The combined ratio of the insurer stood at 93.6 per cent in Q3FY21. Combined ratio is a measure of profitability used by an insurance company to gauge how well it is performing in its daily operations. A ratio below 100 percent indicates that the company is making an underwriting profit, while a ratio above 100 percent means that it is paying out more money in claims that it is receiving from premiums.
Claim ratio of the insurer reduced to 66.6 per cent in Q3 FY21, compared to 72.6 per cent in Q3 FY20, despite higher claims in health segment from covid.

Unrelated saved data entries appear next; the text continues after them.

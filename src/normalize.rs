//! Enriched activity -> storage rows
//!
//! Pure and single pass: no I/O, no clock. Every output row has the same
//! field set whatever the upstream payload contained.

use chrono::{Datelike, Duration, Timelike};

use crate::enricher::EnrichedActivity;
use crate::error::RecordIssue;
use crate::models::{ActivityRow, KmSplitRow, MileSplitRow};
use crate::splits::{km_split_rows, mile_split_rows};
use crate::strava::ActivityDetail;
use crate::units::{meters_to_km, meters_to_miles, round_to};

/// One activity with its split rows, ready for the writer
#[derive(Debug, Clone, PartialEq)]
pub struct NormalizedActivity {
  pub activity: ActivityRow,
  pub km_splits: Vec<KmSplitRow>,
  pub mile_splits: Vec<MileSplitRow>,
}

impl NormalizedActivity {
  pub fn id(&self) -> i64 {
    self.activity.activity_id
  }
}

pub fn normalize(enriched: &EnrichedActivity) -> (NormalizedActivity, Vec<RecordIssue>) {
  let summary = &enriched.summary;
  let empty = ActivityDetail {
    id: summary.id,
    ..ActivityDetail::default()
  };
  let detail = enriched.detail.as_ref().unwrap_or(&empty);
  let mut issues = Vec::new();

  let distance_miles = round_to(meters_to_miles(summary.distance), 2);
  let distance_km = round_to(meters_to_km(summary.distance), 2);

  let min_per_mile = if distance_miles > 0.0 {
    Some(round_to((summary.moving_time as f64 / 60.0) / distance_miles, 4))
  } else {
    issues.push(RecordIssue::ZeroDistance {
      activity_id: summary.id,
    });
    None
  };

  let start_date = summary.start_date;
  let start_date_local = summary.start_date_local.naive_utc();
  let elapsed = Duration::seconds(summary.elapsed_time);

  let (start_latitude, start_longitude) = latlng_pair(summary.start_latlng.as_deref());
  let (end_latitude, end_longitude) = latlng_pair(summary.end_latlng.as_deref());

  let (mile_splits, fastest) = mile_split_rows(detail);
  let km_splits = km_split_rows(summary.id, detail.splits_metric.as_deref().unwrap_or_default());

  let gear_id = summary
    .gear_id
    .clone()
    .or_else(|| detail.gear.as_ref().map(|g| g.id.clone()));

  let activity = ActivityRow {
    activity_id: summary.id,
    athlete_id: summary.athlete.id,
    activity_type: summary.activity_type.clone(),
    sport_type: summary.sport_type.clone(),
    workout_type: summary.workout_type,
    activity_date: start_date_local.date(),
    activity_name: summary.name.clone(),
    activity_description: detail.description.clone().filter(|d| !d.is_empty()),
    perceived_exertion: detail.perceived_exertion,
    athlete_count: summary.athlete_count,
    commute: summary.commute,
    distance_miles,
    distance_meters: summary.distance,
    distance_km,
    average_speed_ms: summary.average_speed,
    min_per_mile,
    max_speed_ms: summary.max_speed,
    start_date,
    start_date_local,
    timezone: summary.timezone.clone(),
    moving_time: summary.moving_time,
    elapsed_time: summary.elapsed_time,
    end_date: start_date + elapsed,
    end_date_local: start_date_local + elapsed,
    hour_of_day: i64::from(start_date_local.hour()),
    day_of_week: start_date_local.format("%A").to_string(),
    year_: i64::from(start_date_local.year()),
    start_latitude,
    start_longitude,
    end_latitude,
    end_longitude,
    pr_count: summary.pr_count,
    achievement_count: summary.achievement_count,
    fastest_mile: fastest.map(|f| f.marker),
    fastest_mile_pace: fastest.map(|f| f.pace),
    has_heartrate: summary.has_heartrate,
    heartrate: summary.average_heartrate,
    max_heartrate: summary.max_heartrate,
    calories: detail.calories,
    elev_high: summary.elev_high,
    elev_low: summary.elev_low,
    total_elevation_gain: summary.total_elevation_gain,
    average_watts: summary.average_watts,
    kilojoules: summary.kilojoules,
    gear_id,
    device_name: detail.device_name.clone(),
    upload_id: summary.upload_id,
    external_id: summary.external_id.clone(),
  };

  (
    NormalizedActivity {
      activity,
      km_splits,
      mile_splits,
    },
    issues,
  )
}

pub fn normalize_batch(batch: &[EnrichedActivity]) -> (Vec<NormalizedActivity>, Vec<RecordIssue>) {
  let mut rows = Vec::with_capacity(batch.len());
  let mut issues = Vec::new();

  for enriched in batch {
    let (row, mut row_issues) = normalize(enriched);
    rows.push(row);
    issues.append(&mut row_issues);
  }

  (rows, issues)
}

/// `[lat, lng]` only when exactly two components are present
fn latlng_pair(latlng: Option<&[f64]>) -> (Option<f64>, Option<f64>) {
  match latlng {
    Some([lat, lng]) => (Some(*lat), Some(*lng)),
    _ => (None, None),
  }
}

The life insurance arm of the company, on the other hand, reported a moderation in net profit at Rs 118 crore in Q3FY21, compared to Rs 143 crore in Q3FY20, down 17 per cent. New business premium of the life insurer increased 21 per cent to Rs 1,706 crore in Q3FY21 while renewal premium growth was 26 per cent at Rs 1,441 crore. Solvency ratio stood at a healthy 708 per cent as on 31 December 2020 as against the minimum regulatory requirement of 150 per cent.
Consumer finance giant Bajaj Finance’s net profit fell 30 per cent to Rs 1,049 crore in October – December quarter (Q3FY21), compared to Rs 1,488 crore in the corresponding period in FY20 owing to a fall in net interest income and rise in provisions. But the company has said as the loan loss provisions, interest reversals and cost of surplus liquidity normalizes to pre- covid levels by Q1 FY22, it's profitability will improve.

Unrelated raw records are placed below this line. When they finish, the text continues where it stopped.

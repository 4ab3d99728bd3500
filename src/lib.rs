pub mod auth;
pub mod config;
pub mod db;
pub mod enricher;
pub mod error;
pub mod fetcher;
pub mod gear;
pub mod geocode;
pub mod location;
pub mod logging;
pub mod models;
pub mod normalize;
pub mod pipeline;
pub mod replay;
pub mod splits;
pub mod strava;
pub mod units;
pub mod writer;

#[cfg(test)]
mod test_utils;

pub use config::Config;
pub use error::{PipelineError, RecordIssue, Result};
pub use pipeline::{run_replay, run_sync, RunContext, SyncReport};
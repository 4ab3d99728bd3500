pub mod activity;
pub mod athlete;
pub mod gear;
pub mod location;
pub mod split;

pub use activity::ActivityRow;
pub use athlete::{Athlete, AthleteLookup, NewAthlete};
pub use gear::GearRow;
pub use location::{CoordKey, LocationRow};
pub use split::{KmSplitRow, MileSplitRow};
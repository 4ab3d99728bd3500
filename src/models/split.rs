use serde::{Deserialize, Serialize};

/// Row in `splits_km`; distance in meters as reported
#[derive(Debug, Clone, PartialEq, Serialize, Deserialize, sqlx::FromRow)]
pub struct KmSplitRow {
  pub activity_id: i64,
  pub split: i64,
  pub distance: f64,
  pub moving_time: i64,
  pub elapsed_time: i64,
  pub average_speed_ms: Option<f64>,
  pub heartrate: Option<f64>,
  pub elevation_difference: Option<f64>,
}

/// Row in `splits_miles`; distance in miles
#[derive(Debug, Clone, PartialEq, Serialize, Deserialize, sqlx::FromRow)]
pub struct MileSplitRow {
  pub activity_id: i64,
  pub split: i64,
  pub distance: f64,
  pub moving_time: i64,
  pub elapsed_time: i64,
  pub average_speed_ms: Option<f64>,
  pub heartrate: Option<f64>,
  pub elevation_difference: Option<f64>,
  pub mile_marker: Option<f64>,
  pub pace_min_mile: Option<f64>,
  /// Built from metric splits because Strava sent no mile splits
  pub derived: bool,
}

Net interest income of the lender fell 7.24 per cent to Rs 3,977 crore in the reporting quarter (Q3FY21), compared to Rs 4,265 crore in Q3FY20 due to higher reversal of interest income at Rs 456 crore compared to Rs 82 crore in corresponding period of FY20 and also due to high cost of liquidity at Rs 193 compared to Rs 72 crore. Total income also fell by 7 per cent on a standalone level to Rs 5,847 crore in Q3FY21, compared to Rs 6,316 crore in Q3FY20.

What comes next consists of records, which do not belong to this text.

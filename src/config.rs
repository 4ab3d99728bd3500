//! Runtime configuration
//!
//! Everything is read from the environment (optionally seeded from a `.env`
//! file). Athlete credentials are not configuration: they live in the
//! `athletes` table.

use std::env;
use std::path::PathBuf;
use std::str::FromStr;
use std::time::Duration;

use url::Url;

/// ---------------------------------------------------------------------------
/// Defaults
/// ---------------------------------------------------------------------------

const DEFAULT_DATABASE_URL: &str = "sqlite://strava.db?mode=rwc";
const DEFAULT_STRAVA_API_BASE: &str = "https://www.strava.com/api/v3";
const DEFAULT_STRAVA_TOKEN_URL: &str = "https://www.strava.com/oauth/token";
const DEFAULT_GEOCODER_BASE_URL: &str = "https://nominatim.openstreetmap.org";
const DEFAULT_GEOCODER_USER_AGENT: &str = "strava-ingest/0.1";

/// Strava rejects `per_page` above this value
pub const MAX_PER_PAGE: u32 = 200;
const DEFAULT_MAX_PAGES: u32 = 500;

/// 600 calls / 15 minutes leaves room for one detail call every 1.5s
const DEFAULT_DETAIL_DELAY_MS: u64 = 2000;
/// Nominatim usage policy: at most one request per second
const DEFAULT_GEOCODER_DELAY_MS: u64 = 1000;

/// ---------------------------------------------------------------------------
/// Error Handling
/// ---------------------------------------------------------------------------

#[derive(Debug, thiserror::Error)]
pub enum ConfigError {
  #[error("Invalid value for {key}: {value}")]
  InvalidConfig { key: String, value: String },
}

/// ---------------------------------------------------------------------------
/// Config
/// ---------------------------------------------------------------------------

#[derive(Debug, Clone, Copy, PartialEq, Eq)]
pub enum LogFormat {
  Pretty,
  Json,
}

impl FromStr for LogFormat {
  type Err = String;

  fn from_str(s: &str) -> Result<Self, Self::Err> {
    match s.to_ascii_lowercase().as_str() {
      "pretty" | "text" => Ok(Self::Pretty),
      "json" => Ok(Self::Json),
      other => Err(format!("Unknown log format: {}", other)),
    }
  }
}

#[derive(Debug, Clone)]
pub struct Config {
  pub database_url: String,
  pub strava_api_base: String,
  pub strava_token_url: String,
  pub geocoder_base_url: String,
  pub geocoder_user_agent: String,
  pub per_page: u32,
  pub max_pages: u32,
  pub detail_delay: Duration,
  pub geocoder_delay: Duration,
  /// When set, each run writes a CSV of the rows it appended here
  pub backup_dir: Option<PathBuf>,
  /// When set, raw API responses are kept here for audit and replay
  pub raw_dump_dir: Option<PathBuf>,
  pub log_format: LogFormat,
}

impl Default for Config {
  fn default() -> Self {
    Self {
      database_url: DEFAULT_DATABASE_URL.to_string(),
      strava_api_base: DEFAULT_STRAVA_API_BASE.to_string(),
      strava_token_url: DEFAULT_STRAVA_TOKEN_URL.to_string(),
      geocoder_base_url: DEFAULT_GEOCODER_BASE_URL.to_string(),
      geocoder_user_agent: DEFAULT_GEOCODER_USER_AGENT.to_string(),
      per_page: MAX_PER_PAGE,
      max_pages: DEFAULT_MAX_PAGES,
      detail_delay: Duration::from_millis(DEFAULT_DETAIL_DELAY_MS),
      geocoder_delay: Duration::from_millis(DEFAULT_GEOCODER_DELAY_MS),
      backup_dir: None,
      raw_dump_dir: None,
      log_format: LogFormat::Pretty,
    }
  }
}

impl Config {
  /// Load configuration from environment variables, falling back to defaults.
  pub fn from_env() -> Result<Self, ConfigError> {
    dotenvy::dotenv().ok();

    let defaults = Self::default();

    let per_page = parse_var("STRAVA_PER_PAGE")?.unwrap_or(defaults.per_page);
    if per_page == 0 {
      return Err(ConfigError::InvalidConfig {
        key: "STRAVA_PER_PAGE".into(),
        value: "0".into(),
      });
    }

    Ok(Self {
      database_url: string_var("DATABASE_URL").unwrap_or(defaults.database_url),
      strava_api_base: url_var("STRAVA_API_BASE")?.unwrap_or(defaults.strava_api_base),
      strava_token_url: url_var("STRAVA_TOKEN_URL")?.unwrap_or(defaults.strava_token_url),
      geocoder_base_url: url_var("GEOCODER_BASE_URL")?.unwrap_or(defaults.geocoder_base_url),
      geocoder_user_agent: string_var("GEOCODER_USER_AGENT")
        .unwrap_or(defaults.geocoder_user_agent),
      per_page: per_page.min(MAX_PER_PAGE),
      max_pages: parse_var("STRAVA_MAX_PAGES")?.unwrap_or(defaults.max_pages),
      detail_delay: parse_var::<u64>("STRAVA_DETAIL_DELAY_MS")?
        .map(Duration::from_millis)
        .unwrap_or(defaults.detail_delay),
      geocoder_delay: parse_var::<u64>("GEOCODER_DELAY_MS")?
        .map(Duration::from_millis)
        .unwrap_or(defaults.geocoder_delay),
      backup_dir: string_var("BACKUP_DIR").map(PathBuf::from),
      raw_dump_dir: string_var("RAW_DUMP_DIR").map(PathBuf::from),
      log_format: parse_var("LOG_FORMAT")?.unwrap_or(defaults.log_format),
    })
  }

  /// Config pointing every remote collaborator at one mock server, with no delays.
  #[cfg(test)]
  pub fn for_tests(server_url: &str) -> Self {
    Self {
      database_url: "sqlite::memory:".to_string(),
      strava_api_base: format!("{}/api/v3", server_url),
      strava_token_url: format!("{}/oauth/token", server_url),
      geocoder_base_url: server_url.to_string(),
      per_page: 2,
      max_pages: 10,
      detail_delay: Duration::ZERO,
      geocoder_delay: Duration::ZERO,
      ..Self::default()
    }
  }
}

fn string_var(key: &str) -> Option<String> {
  env::var(key)
    .ok()
    .map(|v| v.trim().to_string())
    .filter(|v| !v.is_empty())
}

/// Must be an absolute http(s) URL
fn url_var(key: &str) -> Result<Option<String>, ConfigError> {
  let Some(raw) = string_var(key) else {
    return Ok(None);
  };

  match Url::parse(&raw) {
    Ok(url) if matches!(url.scheme(), "http" | "https") => Ok(Some(raw)),
    _ => Err(ConfigError::InvalidConfig {
      key: key.to_string(),
      value: raw,
    }),
  }
}

fn parse_var<T: FromStr>(key: &str) -> Result<Option<T>, ConfigError> {
  match string_var(key) {
    None => Ok(None),
    Some(raw) => raw
      .parse::<T>()
      .map(Some)
      .map_err(|_| ConfigError::InvalidConfig {
        key: key.to_string(),
        value: raw,
      }),
  }
}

Provisions for the lender, on a standalone level, increased 52 per cent to Rs 1,245 crore in Q3FY21, compared to Rs 817 crore in Q3FY20 due to a one time write off of Rs 1,970 crore and interest outstanding of Rs 365 crore because of covid19 related stress. Furthermore, it holds management overlay provision to the tune of Rs 800 crore as of December end for covid related stress.
However, the company said, from FY22 onwards it expects loan losses and provisions to revert to pre-covid levels of 160-170 bps of average assets. If recoveries are better in FY22, we may experience lower net loan loss to average assets, it added.
As per the RBI resolution framework, the lender has provided restructuring option to loans worth Rs 2,040 crore, of which Rs 930 crore is from the mortgage portfolio, Rs 523 crore is from the unsecured portfolio. It is holding Rs 397 crore as provision against the restructuring proposals it has granted.
While gross non-performing assets (NPA) for the reporting quarter stood at 0.55 per cent and net NPAs stood at 0.19 per cent, the pro-forma gross NPAs stood at 2.86 per cent and net NPAs at 1.22 per cent. “The B2B businesses, both urban and rural, have seen increase in net NPAs by 7 bps, SME business by 48 bps, B2C business by 89 bps and auto finance by 348 bps)”, the company said. However, it expects to revert to pre-Covid net NPA levels by H1FY22 in most of its segments, except for auto finance business which may take longer due to underlying collateral.